Data for analysis.
________
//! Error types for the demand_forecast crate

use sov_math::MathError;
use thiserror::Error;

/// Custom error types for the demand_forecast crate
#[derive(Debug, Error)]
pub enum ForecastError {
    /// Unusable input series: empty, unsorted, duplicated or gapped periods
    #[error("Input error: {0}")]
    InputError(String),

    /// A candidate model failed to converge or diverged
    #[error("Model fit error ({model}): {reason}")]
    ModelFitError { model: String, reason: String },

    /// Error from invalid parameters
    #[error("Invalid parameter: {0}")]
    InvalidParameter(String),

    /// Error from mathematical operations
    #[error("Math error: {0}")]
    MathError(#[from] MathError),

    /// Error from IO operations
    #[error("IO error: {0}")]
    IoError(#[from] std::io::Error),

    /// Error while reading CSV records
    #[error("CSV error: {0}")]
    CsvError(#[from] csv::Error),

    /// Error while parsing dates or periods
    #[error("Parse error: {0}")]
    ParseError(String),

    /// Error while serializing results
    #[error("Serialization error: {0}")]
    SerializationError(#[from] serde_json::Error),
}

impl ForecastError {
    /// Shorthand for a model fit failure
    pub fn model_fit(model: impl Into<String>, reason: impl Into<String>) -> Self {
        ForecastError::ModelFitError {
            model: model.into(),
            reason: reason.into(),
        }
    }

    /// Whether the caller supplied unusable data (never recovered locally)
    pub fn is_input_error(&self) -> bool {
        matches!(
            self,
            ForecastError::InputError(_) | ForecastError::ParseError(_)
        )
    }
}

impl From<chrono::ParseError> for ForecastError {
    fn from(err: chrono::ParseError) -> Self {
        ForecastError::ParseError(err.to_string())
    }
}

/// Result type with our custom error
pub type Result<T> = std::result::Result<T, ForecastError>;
________
Required work.
Those lines of the records that contain the string "MathError" should be identified and copied.

Task result.
use sov_math::MathError;
    MathError(#[from] MathError),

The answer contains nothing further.